A redeployment of Russian troops to Ukraine from Syria is raising hopes in Tehran for increased presence on Israel’s northern border — but how eager is Moscow to let the Islamic Republic dominate a crucial Russian stronghold in the Mideast? 

According to some reports, as many as 20,000 Russian troops and mercenaries affiliated with Moscow who had long been deployed in Syria and Libya have been recently dispatched to the Donbas region and other areas in Ukraine.

A Saudi-backed news channel, Al Arabiya, documented a Russian handover of Syrian bases to Iran. The report was accompanied by a video showing what the channel reported were 25 troop-carrying trucks leaving for an airport, from which the destination presumably was Ukraine.

Just how significant is the Russian abandonment of Syrian bases? Reliable figures are difficult to document in the war-torn country. Yet evidence grows that each spot vacated by Russian troops is taken over by Iran’s Islamic Revolutionary Guard Corps, Lebanese-based Hezbollah, or local Tehran-backed militias. 

Iran will attack Israel from “wherever it feels necessary,” the IRGC Quds Force commander, Esmail Qaani, said last week. 

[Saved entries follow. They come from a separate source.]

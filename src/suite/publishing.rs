//! Website analysis and post generation

use serde_json::json;

use super::Suite;
use crate::check::Check;
use crate::step::Step;

/// Generation calls the AI backend and regularly takes minutes
const GENERATION_TIMEOUT_SECS: u64 = 180;

pub fn website() -> Suite {
    Suite::new("website", "Latest website analysis").with_steps(vec![
        // 404 until the account has run its first analysis
        Step::get("analysis is retrievable", "/website/analyze").expecting(&[200, 404]),
    ])
}

/// Generates and publishes content, so it only runs when asked for by name
pub fn posts() -> Suite {
    Suite::new("posts", "Post generation and publication").opt_in().with_steps(vec![
        Step::post("posts are generated", "/posts/generate")
            .with_body(json!({"num_posts": 1, "source": "cmprobe ${run_id}"}))
            .with_timeout(GENERATION_TIMEOUT_SECS)
            .capturing("post_id", &["posts.0.id", "posts.0.post_id", "post_id"]),
        Step::get("generated post is listed", "/posts")
            .with_check(Check::body_contains("${post_id}")),
        // 400 when no social account is connected
        Step::post("publication is answered", "/posts/publish")
            .with_body(json!({"post_id": "${post_id}"}))
            .expecting(&[200, 400]),
    ])
}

A small number of American troops and intelligence personnel are stationed in eastern Syria, where they cooperate with a Kurdish faction in the war against ISIS. On April 7, four American soldiers were injured after an Iranian-backed militia attacked their base there. 

Yet, America has no influence over the rest of Syria. President Obama’s failure to enforce his own red line over the Syrian strongman’s use of chemical weapons was seen by the Kremlin as a green light to send troops and mercenaries to aid President Assad’s side in the civil war. 

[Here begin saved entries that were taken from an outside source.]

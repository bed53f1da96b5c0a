//! End-to-end poll loop behavior against a scripted player source.
//!
//! Runs the real poll state machine under paused tokio time, feeding it a
//! fixed sequence of fetch outcomes and asserting on the frames that reach
//! a registered subscriber.

use std::{
    collections::VecDeque,
    sync::{Arc, Mutex},
    time::Duration,
};

use async_trait::async_trait;
use tokio::sync::RwLock;
use tokio_util::sync::CancellationToken;
use url::Url;

use nowplayd::{
    broadcast::{Broadcaster, EMPTY_PAYLOAD},
    gateway::FetchError,
    poll::{PlayerSource, PollLoop, SharedNowPlaying, SourceError},
    protocol::player::CurrentlyPlaying,
    tokens::TokenError,
};

type PlayStep = Result<Option<CurrentlyPlaying>, SourceError>;
type ArtworkStep = nowplayd::error::Result<Vec<u8>>;

/// Scripted [`PlayerSource`]: pops one step per fetch and parks forever
/// once the script is exhausted.
#[derive(Clone, Default)]
struct ScriptedSource {
    plays: Arc<Mutex<VecDeque<PlayStep>>>,
    artwork: Arc<Mutex<VecDeque<ArtworkStep>>>,
    fetch_times: Arc<Mutex<Vec<tokio::time::Instant>>>,
}

impl ScriptedSource {
    fn push_play(&self, step: PlayStep) {
        self.plays.lock().unwrap().push_back(step);
    }

    fn push_artwork(&self, step: ArtworkStep) {
        self.artwork.lock().unwrap().push_back(step);
    }

    fn fetch_times(&self) -> Vec<tokio::time::Instant> {
        self.fetch_times.lock().unwrap().clone()
    }
}

#[async_trait]
impl PlayerSource for ScriptedSource {
    async fn currently_playing(&self) -> Result<Option<CurrentlyPlaying>, SourceError> {
        self.fetch_times
            .lock()
            .unwrap()
            .push(tokio::time::Instant::now());
        let step = self.plays.lock().unwrap().pop_front();
        match step {
            Some(step) => step,
            None => std::future::pending().await,
        }
    }

    async fn artwork(&self, _url: &Url) -> nowplayd::error::Result<Vec<u8>> {
        let step = self.artwork.lock().unwrap().pop_front();
        step.unwrap_or_else(|| Ok(artwork_png()))
    }
}

/// A 4x4 two-color PNG, enough for theme derivation.
fn artwork_png() -> Vec<u8> {
    let mut image = image::RgbImage::from_pixel(4, 4, image::Rgb([20, 20, 20]));
    image.put_pixel(0, 0, image::Rgb([240, 240, 240]));
    let mut bytes = Vec::new();
    image
        .write_to(
            &mut std::io::Cursor::new(&mut bytes),
            image::ImageFormat::Png,
        )
        .expect("png encoding");
    bytes
}

fn playing(track_id: &str) -> PlayStep {
    let document = serde_json::from_value(serde_json::json!({
        "context": { "external_urls": { "spotify": "https://open.spotify.com/playlist/p" } },
        "item": {
            "id": track_id,
            "name": format!("Song {track_id}"),
            "artists": [
                { "name": "Artist",
                  "external_urls": { "spotify": "https://open.spotify.com/artist/a" } }
            ],
            "album": {
                "name": "Album",
                "external_urls": { "spotify": "https://open.spotify.com/album/b" },
                "images": [ { "url": "https://i.scdn.co/image/c", "width": 64, "height": 64 } ]
            },
            "external_urls": { "spotify": format!("https://open.spotify.com/track/{track_id}") }
        },
        "is_playing": true
    }))
    .expect("valid player document");
    Ok(Some(document))
}

fn nothing_playing() -> PlayStep {
    Ok(None)
}

struct Harness {
    source: ScriptedSource,
    frames: tokio::sync::mpsc::Receiver<String>,
    state: SharedNowPlaying,
    cancel: CancellationToken,
    handle: tokio::task::JoinHandle<Result<(), nowplayd::poll::FatalError>>,
}

async fn start(source: ScriptedSource) -> Harness {
    let broadcaster = Arc::new(Broadcaster::new());
    let frames = broadcaster.subscribe(uuid::Uuid::new_v4()).await;
    let state: SharedNowPlaying = Arc::new(RwLock::new(None));
    let cancel = CancellationToken::new();

    let poll = PollLoop::new(
        source.clone(),
        Arc::clone(&broadcaster),
        Arc::clone(&state),
        Duration::from_secs(1),
        4,
    );
    let handle = tokio::spawn(poll.run(cancel.clone()));

    Harness {
        source,
        frames,
        state,
        cancel,
        handle,
    }
}

impl Harness {
    /// Lets `ticks` poll intervals elapse on the paused clock.
    async fn run_ticks(&self, ticks: u64) {
        tokio::time::sleep(Duration::from_secs(ticks) + Duration::from_millis(50)).await;
    }

    fn drain(&mut self) -> Vec<String> {
        let mut frames = Vec::new();
        while let Ok(frame) = self.frames.try_recv() {
            frames.push(frame);
        }
        frames
    }

    async fn shutdown(self) {
        self.cancel.cancel();
        self.handle.await.expect("poll task").expect("clean exit");
    }
}

#[tokio::test(start_paused = true)]
async fn broadcasts_once_per_identity_transition() {
    let source = ScriptedSource::default();
    // nothing -> A -> A (repeat) -> B -> nothing
    source.push_play(nothing_playing());
    source.push_play(playing("aaa"));
    source.push_play(playing("aaa"));
    source.push_play(playing("bbb"));
    source.push_play(nothing_playing());

    let mut harness = start(source).await;
    harness.run_ticks(5).await;

    let frames = harness.drain();
    assert_eq!(frames.len(), 3, "one frame per accepted transition");

    let first: serde_json::Value = serde_json::from_str(&frames[0]).unwrap();
    assert_eq!(first["name"], "Song aaa");
    assert!(first["theme"]["primary"].is_array());

    let second: serde_json::Value = serde_json::from_str(&frames[1]).unwrap();
    assert_eq!(second["name"], "Song bbb");

    assert_eq!(frames[2], EMPTY_PAYLOAD);
    assert!(harness.state.read().await.is_none());

    harness.shutdown().await;
}

#[tokio::test(start_paused = true)]
async fn initial_nothing_playing_is_not_broadcast() {
    let source = ScriptedSource::default();
    source.push_play(nothing_playing());
    source.push_play(nothing_playing());

    let mut harness = start(source).await;
    harness.run_ticks(2).await;

    assert!(harness.drain().is_empty(), "empty to empty is no transition");
    harness.shutdown().await;
}

#[tokio::test(start_paused = true)]
async fn transient_failures_do_not_change_state() {
    let source = ScriptedSource::default();
    source.push_play(playing("aaa"));
    source.push_play(Err(SourceError::Fetch(FetchError::Server(
        http::StatusCode::INTERNAL_SERVER_ERROR,
    ))));
    source.push_play(Err(SourceError::Auth(TokenError::Refused(
        http::StatusCode::BAD_REQUEST,
    ))));
    // Malformed document: 200 with no track section.
    source.push_play(Ok(Some(
        serde_json::from_value(serde_json::json!({ "is_playing": false })).unwrap(),
    )));

    let mut harness = start(source).await;
    harness.run_ticks(4).await;

    let frames = harness.drain();
    assert_eq!(frames.len(), 1, "only the initial transition broadcasts");
    assert!(harness.state.read().await.is_some(), "state survives failures");

    harness.shutdown().await;
}

#[tokio::test(start_paused = true)]
async fn rate_limit_defers_the_next_fetch() {
    let source = ScriptedSource::default();
    source.push_play(Err(SourceError::Fetch(FetchError::RateLimited {
        retry_after: Duration::from_secs(5),
    })));
    source.push_play(nothing_playing());

    let harness = start(source).await;
    // 1s to the first tick, 5s backoff, 1s to the next tick; stop short
    // of the tick after that.
    tokio::time::sleep(Duration::from_millis(7_500)).await;

    let times = harness.source.fetch_times();
    assert_eq!(times.len(), 2);
    assert!(
        times[1] - times[0] >= Duration::from_secs(5),
        "next fetch no sooner than the server-specified delay"
    );

    harness.shutdown().await;
}

#[tokio::test(start_paused = true)]
async fn artwork_failure_abandons_the_tick_then_recovers() {
    let source = ScriptedSource::default();
    source.push_play(playing("aaa"));
    source.push_artwork(Err(nowplayd::error::Error::unavailable(
        "artwork fetch failed",
    )));
    source.push_play(playing("aaa"));

    let mut harness = start(source).await;
    harness.run_ticks(2).await;

    let frames = harness.drain();
    assert_eq!(frames.len(), 1, "retry produces exactly one broadcast");
    assert!(harness.state.read().await.is_some());

    harness.shutdown().await;
}

#[tokio::test(start_paused = true)]
async fn client_side_failure_is_fatal() {
    let source = ScriptedSource::default();
    source.push_play(Err(SourceError::Fetch(FetchError::Client(
        http::StatusCode::FORBIDDEN,
    ))));

    let harness = start(source).await;
    let result = harness.handle.await.expect("poll task");
    tokio_test::assert_err!(result, "loop terminates with the fatal error");
}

President Putin became Mr. Assad’s savior and thus re-established Russia’s dominance over Damascus. In the process, he perfected in Syria some of the Russian atrocities now being documented in Ukraine. 

Currently Moscow and Tehran — both operating under American and global sanctions — are tightening their alliance. Russian diplomats serve as an intermediary between Washington and Tehran in the negotiations over the 2015 nuclear deal’s renewal. Most recently these diplomats demanded that Russian trade with Iran be exempted from Ukraine-related sanctions.

Although Iran and Russia have cooperated for a decade in shoring up Mr. Assad’s hold on power, they have their differences, including years-long competition over areas of influence in Syria. 

Moscow’s interests include its control over two major Syrian ports, Latakia and Tartus, which gives the Russian navy access to warm water and a foothold in the Mediterranean, which it considers crucial in its global competition with America. 

“Syria is still very important for Russia, and Moscow wouldn’t want Iran to erode its influence there,” the founder of Alma, a research center specializing in Israel’s northern borders, Sarit Zehavi, says. 

A former lieutenant colonel in the Israeli Defense Force, Ms. Zehavi says her group, which plans shortly to publish a detailed paper on the Russian-Iranian dynamic in Syria, is yet to document a “major” Russian troop movement out of the country.  

Since Russia intensified its presence in Syria in the middle of the last decade, Jerusalem and Moscow have maintained good relations that allowed the Israeli air force to operate almost freely over Syrian skies. The Israelis conduct periodic attacks on IRGC and Hezbollah bases in Syria, and intercept major Iranian arms deliveries through the country to Hezbollah in Lebanon.   

The officially undeclared ties between Moscow and Jerusalem have cooled off recently, after Israel voted against Russia at the United Nations. Further, the Israeli foreign minister, Yair Lapid, accused Moscow of committing war crimes in Ukraine. Moscow retorted with harsher-than-usual condemnation of Israel’s treatment of Palestinians.

More worrisome for Israel, the state-owned Russian press reported details of a recent IDF attack in Syria. The disclosures were widely reported in the Israeli press, portrayed as a possible sign that Moscow intends to cool off relations. 

Yet that air attack — targeting a Syrian base where Iran and Hezbollah upgrade the accuracy of missiles — took place last week. Unusually, it was conducted in daylight and Russian planes, which dominate the Syrian airspace, did not interfere.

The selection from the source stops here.